Dataset entries:
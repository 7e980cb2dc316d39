use crate::data::schema::addresses;

/// One address as it is persisted in the destination store.
///
/// Built by the parser from a single source row and never modified
/// afterwards. City centres reuse the same shape, see [`AddressRecord::centre`].
#[derive(Debug, Clone, PartialEq)]
pub struct AddressRecord {
    pub lat: f64,
    pub lon: f64,
    pub number: String,
    pub street: String,
    pub postcode: String,
    pub city: String,
    pub display_name: String,
}

impl AddressRecord {
    pub fn new(
        lat: f64,
        lon: f64,
        number: &str,
        street: &str,
        postcode: &str,
        city: &str
    ) -> Self {
        let number = number.trim();
        let street = street.trim();
        let city = city.trim();

        AddressRecord {
            lat,
            lon,
            number: number.to_owned(),
            street: street.to_owned(),
            postcode: postcode.trim().to_owned(),
            city: city.to_owned(),
            display_name: display_name(number, street, city),
        }
    }

    /// Synthetic record standing for the averaged location of a city.
    pub fn centre(lat: f64, lon: f64, postcode: &str, city: &str) -> Self {
        AddressRecord {
            lat,
            lon,
            number: String::new(),
            street: String::new(),
            postcode: postcode.to_owned(),
            city: city.to_owned(),
            display_name: centre_display_name(city),
        }
    }
}

/// `"{number} {street}, {city}"`, or just the city when the address has
/// neither a number nor a street.
pub fn display_name(number: &str, street: &str, city: &str) -> String {
    let parts = [number, street]
        .iter()
        .filter(|part| !part.is_empty())
        .copied()
        .collect::<Vec<&str>>();

    if parts.is_empty() {
        city.to_owned()
    } else {
        format!("{}, {}", parts.join(" "), city)
    }
}

pub fn centre_display_name(city: &str) -> String {
    format!("{} (centre)", city)
}

#[derive(Insertable, Debug)]
#[table_name = "addresses"]
pub struct NewAddress<'a> {
    pub lat: f64,
    pub lon: f64,
    pub numero: &'a str,
    pub rue: &'a str,
    pub code_postal: &'a str,
    pub ville: &'a str,
    pub display_name: &'a str,
}

impl<'a> From<&'a AddressRecord> for NewAddress<'a> {
    fn from(record: &'a AddressRecord) -> Self {
        NewAddress {
            lat: record.lat,
            lon: record.lon,
            numero: record.number.as_str(),
            rue: record.street.as_str(),
            code_postal: record.postcode.as_str(),
            ville: record.city.as_str(),
            display_name: record.display_name.as_str(),
        }
    }
}
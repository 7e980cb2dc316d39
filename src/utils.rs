const BYTES_PER_MEGABYTE: f64 = 1024.0 * 1024.0;

pub fn megabytes(bytes: u64) -> f64 {
    bytes as f64 / BYTES_PER_MEGABYTE
}
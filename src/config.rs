use std::env;
use std::path::{Path, PathBuf};

pub const DEFAULT_REGION: &str = "67";
pub const BATCH_SIZE: usize = 10_000;

const DEFAULT_SOURCE_URL: &str =
    "https://adresse.data.gouv.fr/data/ban/adresses/latest/csv/adresses-{region}.csv.gz";

#[derive(Debug, Clone)]
pub struct Config {
    pub regions: Vec<String>,
    pub output_path: PathBuf,
    /// Download URL with a `{region}` placeholder
    pub source_url_template: String,
    pub batch_size: usize,
}

impl Config {
    /// `BAN_SOURCE_URL` and `ADDRESSES_DB_PATH` override the defaults.
    pub fn from_env(regions: Vec<String>) -> Self {
        let source_url_template = env::var("BAN_SOURCE_URL")
            .unwrap_or_else(|_| DEFAULT_SOURCE_URL.to_owned());

        let output_path = env::var("ADDRESSES_DB_PATH")
            .map(PathBuf::from)
            .unwrap_or_else(|_| default_output_path());

        Config::new(regions, output_path, source_url_template)
    }

    pub fn new(regions: Vec<String>, output_path: PathBuf, source_url_template: String) -> Self {
        let regions = if regions.is_empty() {
            vec![DEFAULT_REGION.to_owned()]
        } else {
            regions
        };

        Config {
            regions,
            output_path,
            source_url_template,
            batch_size: BATCH_SIZE,
        }
    }
}

/// `resources/addresses.db` next to the crate, where the search feature looks for it.
pub fn default_output_path() -> PathBuf {
    Path::new(env!("CARGO_MANIFEST_DIR"))
        .join("resources")
        .join("addresses.db")
}
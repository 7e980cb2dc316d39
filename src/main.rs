#[macro_use]
extern crate diesel;

use std::env;
use std::process;

use clap::Parser;
use dotenv::dotenv;
use log::error;

use crate::args::CliArgs;
use crate::config::Config;
use crate::data::import::run;
use crate::data::import::source::HttpSource;
use crate::progress::ConsoleProgress;

mod args;
mod config;
mod data;
mod db;
mod progress;
mod utils;

fn main() {
    dotenv().ok();
    if env::var("RUST_LOG").is_err() {
        env::set_var("RUST_LOG", "info");
    }
    env_logger::init();

    let args = CliArgs::parse();
    let config = Config::from_env(args.regions);

    let result = HttpSource::new(&config.source_url_template)
        .and_then(|source| run(&config, &source, &mut ConsoleProgress::new()));

    if let Err(err) = result {
        error!("{}", err);
        process::exit(1);
    }
}
use std::path::PathBuf;

use thiserror::Error;

/// Every failure that aborts an import run.
///
/// Per-row problems are not errors: they end up in [`super::parser::SkipCounts`].
#[derive(Debug, Error)]
pub enum ImportError {
    #[error("Download failed: {0}")]
    Http(#[from] reqwest::Error),

    #[error("Download of region {region} failed with status {status}")]
    HttpStatus {
        region: String,
        status: reqwest::StatusCode,
    },

    #[error("Could not decompress data for region {0}: {1}")]
    Decompress(String, #[source] std::io::Error),

    #[error("Could not open address store: {0}")]
    Connection(#[from] diesel::result::ConnectionError),

    #[error("Address store query failed: {0}")]
    Database(#[from] diesel::result::Error),

    #[error("Could not access {}: {}", .0.display(), .1)]
    Store(PathBuf, #[source] std::io::Error),
}
use std::io::Read;
use std::time::Duration;

use flate2::read::GzDecoder;

use crate::data::import::error::ImportError;

const USER_AGENT: &str = concat!(env!("CARGO_PKG_NAME"), "/", env!("CARGO_PKG_VERSION"));
const DOWNLOAD_TIMEOUT_SECS: u64 = 600;
const REGION_PLACEHOLDER: &str = "{region}";

/// Where the gzip compressed extract of a region comes from.
pub trait AddressSource {
    fn url(&self, region: &str) -> String;

    /// Returns the compressed body for `region`.
    fn fetch(&self, region: &str) -> Result<Vec<u8>, ImportError>;
}

pub struct HttpSource {
    client: reqwest::blocking::Client,
    url_template: String,
}

impl HttpSource {
    pub fn new(url_template: &str) -> Result<Self, ImportError> {
        let client = reqwest::blocking::Client::builder()
            .user_agent(USER_AGENT)
            .timeout(Duration::from_secs(DOWNLOAD_TIMEOUT_SECS))
            .build()?;

        Ok(HttpSource { client, url_template: url_template.to_owned() })
    }
}

impl AddressSource for HttpSource {
    fn url(&self, region: &str) -> String {
        region_url(&self.url_template, region)
    }

    fn fetch(&self, region: &str) -> Result<Vec<u8>, ImportError> {
        let resp = self.client.get(&self.url(region)).send()?;

        let status = resp.status();
        if !status.is_success() {
            return Err(ImportError::HttpStatus { region: region.to_owned(), status });
        }

        Ok(resp.bytes()?.to_vec())
    }
}

/// The region code is substituted as is, the remote end decides whether it exists.
pub fn region_url(template: &str, region: &str) -> String {
    template.replace(REGION_PLACEHOLDER, region)
}

pub fn decompress(region: &str, bytes: &[u8]) -> Result<String, ImportError> {
    let mut text = String::new();
    GzDecoder::new(bytes)
        .read_to_string(&mut text)
        .map_err(|err| ImportError::Decompress(region.to_owned(), err))?;

    Ok(text)
}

**Problem statement**
Given the data above, which lines hold the string "text"? Return them.

**Response area**
    let mut text = String::new();
        .read_to_string(&mut text)
    Ok(text)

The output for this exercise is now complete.